Bien que l'aspect générationnel nous sépare, je sens qu'elle s'intéresse, elle ne fait pas semblant. Ses mains fermement ancrées sur mes épaules, elle suivra mes péripéties de loup solitaire dans les milieux hostiles d' Operation Wolf édité par Ocean cette même année. Il ne me semble pas nécessaire de vous parler ici en détails de ce grand classique de la machine, adaptation de la borne d'arcade que je connaîtrais quelques temps plus tard lors d'un voyage scolaire en Angleterre (évoqué d'ailleurs dans l'une de mes vidéos sur la chaîne). Je reviendrais souvent vers le jeu durant mon ère cpc et je m'y prête volontiers de manières plus éparses désormais. Ma "grande" cousine trouve les ordinateurs fascinant en un sens. Elle prendra congé quelques instants avant la fin du jeu, la machine à café en ayant terminé avec la préparation du noir breuvage.
![]() |
Café en milieu hostile! |
Me voilà de nouveau seul avec pour souvenir un parfum, la caresse passée d'une main ferme de cette silhouette féminine au cheveux bruns coupés au carré sur ma joue droite. J'aurais l'occasion de la croiser au cours de mon existence, dans d'autres circonstances avant qu'elle ne quitte définitivement cette Terre au cœur d'une nuit en apparence paisible. Cet article lui est d'ailleurs dédié. Après toutes ces années, je me souviens encore de cette soirée d'hiver perdue dans les limbes de la mémoire d'une ruralité issue de mon passé.

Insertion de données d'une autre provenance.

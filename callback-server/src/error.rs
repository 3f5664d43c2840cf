//! Error types for the callback server.

/// Errors from starting or running the callback server.
#[derive(Debug, thiserror::Error)]
pub enum CallbackError {
    /// Every port in the configured range was taken
    #[error("no available port in range {start}-{end}")]
    NoAvailablePort {
        /// First port tried
        start: u16,
        /// Last port tried
        end: u16,
    },

    /// The local IP address could not be determined
    #[error("failed to detect local IP address")]
    NoLocalIp,

    /// The HTTP listener failed to come up
    #[error("callback server startup failed: {0}")]
    Startup(String),
}
//! Event routing for HTTP callback notifications.
//!
//! The [`EventRouter`] keeps the set of subscription IDs that are allowed to
//! deliver events and forwards matching notifications to a channel. Events
//! for unknown subscription IDs are discarded at the door, before any
//! parsing happens.

use std::collections::HashSet;
use std::sync::RwLock;

use tokio::sync::mpsc;

/// An unparsed GENA event notification received via HTTP callback.
///
/// Carries only what the wire provided: the subscription ID, the event
/// sequence number, and the raw XML body. Parsing and sequence gating are
/// the subscription manager's job.
#[derive(Debug, Clone)]
pub struct NotificationPayload {
    /// The subscription ID from the SID header
    pub sid: String,
    /// The event sequence number from the SEQ header, if it parsed
    pub seq: Option<u32>,
    /// The raw XML property-set body
    pub body: String,
}

/// Routes events from HTTP callbacks to a channel.
///
/// The registered-SID set uses a std `RwLock` rather than an async one so a
/// synchronous caller (the engine facade) can register and unregister
/// without entering the runtime. Unregistration must take effect
/// immediately, even with notifications in flight.
pub struct EventRouter {
    /// Subscription IDs currently allowed to deliver
    subscriptions: RwLock<HashSet<String>>,
    /// Channel notifications are forwarded on
    event_sender: mpsc::UnboundedSender<NotificationPayload>,
}

impl EventRouter {
    /// Create a router forwarding to `event_sender`.
    pub fn new(event_sender: mpsc::UnboundedSender<NotificationPayload>) -> Self {
        Self {
            subscriptions: RwLock::new(HashSet::new()),
            event_sender,
        }
    }

    /// Allow a subscription ID to deliver events.
    pub fn register(&self, sid: &str) {
        if let Ok(mut subs) = self.subscriptions.write() {
            subs.insert(sid.to_string());
        }
    }

    /// Stop delivery for a subscription ID.
    ///
    /// Takes effect immediately: any notification routed after this call
    /// returns is discarded, including ones already accepted by the HTTP
    /// layer but not yet matched.
    pub fn unregister(&self, sid: &str) {
        if let Ok(mut subs) = self.subscriptions.write() {
            subs.remove(sid);
        }
    }

    /// Whether a subscription ID is currently registered.
    pub fn is_registered(&self, sid: &str) -> bool {
        self.subscriptions
            .read()
            .map(|subs| subs.contains(sid))
            .unwrap_or(false)
    }

    /// Route a notification if its subscription ID is registered.
    ///
    /// Returns `true` when the payload was forwarded, `false` when the SID
    /// was unknown and the notification dropped.
    pub fn route(&self, payload: NotificationPayload) -> bool {
        if !self.is_registered(&payload.sid) {
            tracing::debug!(sid = %payload.sid, "discarding event for unknown subscription");
            return false;
        }
        // Receiver dropped means the engine is shutting down; nothing to do.
        let _ = self.event_sender.send(payload);
        true
    }
}
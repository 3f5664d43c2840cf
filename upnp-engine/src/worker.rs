//! Background engine worker.
//!
//! One thread with its own current-thread tokio runtime owns the async side
//! of the engine: the callback server, subscription renewals, registry
//! sweeps, and the delivery of every event to the caller-facing channel.
//! The facade talks to it through channels only, so the public API stays
//! fully synchronous.

use std::collections::VecDeque;
use std::sync::atomic::{AtomicBool, Ordering};
use std::sync::{mpsc, Arc, RwLock};
use std::thread::JoinHandle;
use std::time::{Duration, SystemTime};

use callback_server::{CallbackServer, EventRouter};
use upnp_discovery::{AdvertisementQueue, DescriptionFetcher, FetchOutcome};
use upnp_eventing::SubscriptionManager;

use crate::config::EngineConfig;
use crate::error::EngineError;
use crate::event::ControlPointEvent;
use crate::registry::{DeviceRegistry, RegistryAction};

/// Commands from the facade to the worker.
#[derive(Debug)]
pub(crate) enum Command {
    /// Release all subscriptions, stop the callback server, and exit.
    Shutdown,
}

/// Handles the facade needs once the worker is up.
pub(crate) struct WorkerShared {
    /// Callback base URL handed to services on SUBSCRIBE
    pub callback_url: String,
    /// Router gating NOTIFY delivery by SID
    pub router: Arc<EventRouter>,
    /// Subscription manager shared between facade and worker
    pub manager: Arc<SubscriptionManager>,
}

/// Everything the worker thread needs to run.
pub(crate) struct WorkerContext {
    pub config: EngineConfig,
    pub registry: Arc<RwLock<DeviceRegistry>>,
    pub queue: Arc<AdvertisementQueue>,
    pub running: Arc<AtomicBool>,
    pub command_rx: mpsc::Receiver<Command>,
    pub fault_rx: mpsc::Receiver<String>,
    pub event_tx: mpsc::Sender<ControlPointEvent>,
    pub ready_tx: mpsc::Sender<Result<WorkerShared, EngineError>>,
}

/// Spawn the engine worker thread.
///
/// The worker builds the callback server and subscription manager inside its
/// runtime, then reports success or failure through the ready channel before
/// entering its event loop.
pub(crate) fn spawn_engine_worker(ctx: WorkerContext) -> JoinHandle<()> {
    std::thread::Builder::new()
        .name("upnp-engine-worker".to_string())
        .spawn(move || {
            let rt = match tokio::runtime::Builder::new_current_thread()
                .enable_all()
                .build()
            {
                Ok(rt) => rt,
                Err(e) => {
                    let _ = ctx
                        .ready_tx
                        .send(Err(EngineError::Worker(format!("runtime: {e}"))));
                    return;
                }
            };

            rt.block_on(run_worker(ctx));
        })
        .expect("failed to spawn engine worker thread")
}

async fn run_worker(ctx: WorkerContext) {
    let WorkerContext {
        config,
        registry,
        queue,
        running,
        command_rx,
        fault_rx,
        event_tx,
        ready_tx,
    } = ctx;

    let (notify_tx, mut notify_rx) = tokio::sync::mpsc::unbounded_channel();

    let server = match CallbackServer::new(config.callback_port_range, notify_tx).await {
        Ok(server) => server,
        Err(e) => {
            let _ = ready_tx.send(Err(EngineError::CallbackServer(e.to_string())));
            return;
        }
    };

    let manager = match SubscriptionManager::new(
        server.base_url().to_string(),
        config.subscription_timeout_secs,
    ) {
        Ok(manager) => Arc::new(manager),
        Err(e) => {
            let _ = ready_tx.send(Err(e.into()));
            server.shutdown().await;
            return;
        }
    };

    let fetcher = match DescriptionFetcher::new(config.fetch_timeout) {
        Ok(fetcher) => Arc::new(fetcher),
        Err(e) => {
            let _ = ready_tx.send(Err(EngineError::Worker(e.to_string())));
            server.shutdown().await;
            return;
        }
    };

    let router = Arc::clone(server.router());
    if ready_tx
        .send(Ok(WorkerShared {
            callback_url: server.base_url().to_string(),
            router: Arc::clone(&router),
            manager: Arc::clone(&manager),
        }))
        .is_err()
    {
        // Facade gave up waiting; nothing to run for.
        server.shutdown().await;
        return;
    }

    tracing::info!("engine worker started");

    // Fetch results come back from plain threads over a std channel, drained
    // on the tick alongside commands and advertisements.
    let (fetch_tx, fetch_rx) = mpsc::channel::<(String, FetchOutcome)>();
    let mut pending_fetches: VecDeque<String> = VecDeque::new();
    let mut fetches_in_flight = 0usize;

    let mut sweep = tokio::time::interval(config.sweep_interval);
    let mut renewals = tokio::time::interval(config.renewal_check_interval);
    let mut tick = tokio::time::interval(Duration::from_millis(10));

    'main: loop {
        tokio::select! {
            payload = notify_rx.recv() => {
                if let Some(payload) = payload {
                    if let Some(event) =
                        manager.handle_notify(&payload.sid, payload.seq, &payload.body)
                    {
                        deliver(&event_tx, ControlPointEvent::ServiceEvent(event));
                    }
                }
            }

            _ = sweep.tick() => {
                let events = match registry.write() {
                    Ok(mut registry) => registry.sweep(SystemTime::now()),
                    Err(_) => Vec::new(),
                };
                for event in events {
                    deliver(&event_tx, event);
                }
            }

            _ = renewals.tick() => {
                // Renewals are blocking HTTP; keep them off the event loop.
                let lost = {
                    let manager = Arc::clone(&manager);
                    tokio::task::spawn_blocking(move || manager.check_renewals())
                        .await
                        .unwrap_or_default()
                };
                for subscription in lost {
                    router.unregister(&subscription.sid);
                    deliver(&event_tx, ControlPointEvent::SubscriptionLost {
                        sid: subscription.sid,
                        service: subscription.service,
                    });
                }
            }

            _ = tick.tick() => {
                while let Ok(command) = command_rx.try_recv() {
                    match command {
                        Command::Shutdown => break 'main,
                    }
                }
                if !running.load(Ordering::Relaxed) {
                    break 'main;
                }

                while let Ok(reason) = fault_rx.try_recv() {
                    deliver(&event_tx, ControlPointEvent::DiscoveryFailed { reason });
                }

                while let Ok((location, outcome)) = fetch_rx.try_recv() {
                    fetches_in_flight = fetches_in_flight.saturating_sub(1);
                    let events = match registry.write() {
                        Ok(mut registry) => match outcome {
                            Ok(device) => {
                                registry.on_fetch_success(&location, device, SystemTime::now())
                            }
                            Err(e) => {
                                tracing::debug!(%location, "description fetch failed: {e}");
                                registry.on_fetch_failure(&location);
                                Vec::new()
                            }
                        },
                        Err(_) => Vec::new(),
                    };
                    for event in events {
                        deliver(&event_tx, event);
                    }
                }

                for ad in queue.drain() {
                    let (action, events) = match registry.write() {
                        Ok(mut registry) => registry.on_advertisement(&ad, SystemTime::now()),
                        Err(_) => continue,
                    };
                    if let RegistryAction::Fetch(location) = action {
                        pending_fetches.push_back(location);
                    }
                    for event in events {
                        deliver(&event_tx, event);
                    }
                }

                while fetches_in_flight < config.max_concurrent_fetches {
                    let Some(location) = pending_fetches.pop_front() else { break };
                    fetches_in_flight += 1;
                    let fetcher = Arc::clone(&fetcher);
                    let fetch_tx = fetch_tx.clone();
                    std::thread::spawn(move || {
                        let outcome = fetcher.fetch(&location);
                        let _ = fetch_tx.send((location, outcome));
                    });
                }
            }
        }
    }

    tracing::info!("engine worker shutting down");

    // Release every subscription before the callback server goes away.
    {
        let manager = Arc::clone(&manager);
        let _ = tokio::task::spawn_blocking(move || manager.shutdown()).await;
    }
    server.shutdown().await;

    tracing::info!("engine worker stopped");
}

fn deliver(event_tx: &mpsc::Sender<ControlPointEvent>, event: ControlPointEvent) {
    // A send failure means every iterator and the facade are gone; events
    // are simply discarded at that point.
    let _ = event_tx.send(event);
}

Très bel hommage à ta Cousine.
RépondreSupprimerSalut Jack, merci beaucoup.
SupprimerSalut Temps Nyx,
RépondreSupprimerPas eu le temps de trop passer sur ton blog durant l'été, mais j'ai parcouru avec un grand plaisir tes nouveaux articles,
Celui-ci est particulièrement beau, on revit cette même nostalgie, informatique bien sûr, mais surtout de nos familles qui progressivement disparaissent, nous laissant seuls avec nos souvenirs
Merci à toi
Salut Gino et merci à toi d'avoir lu mes nouveaux articles:) Le temps passe si vite, à tous les niveaux! A bientôt.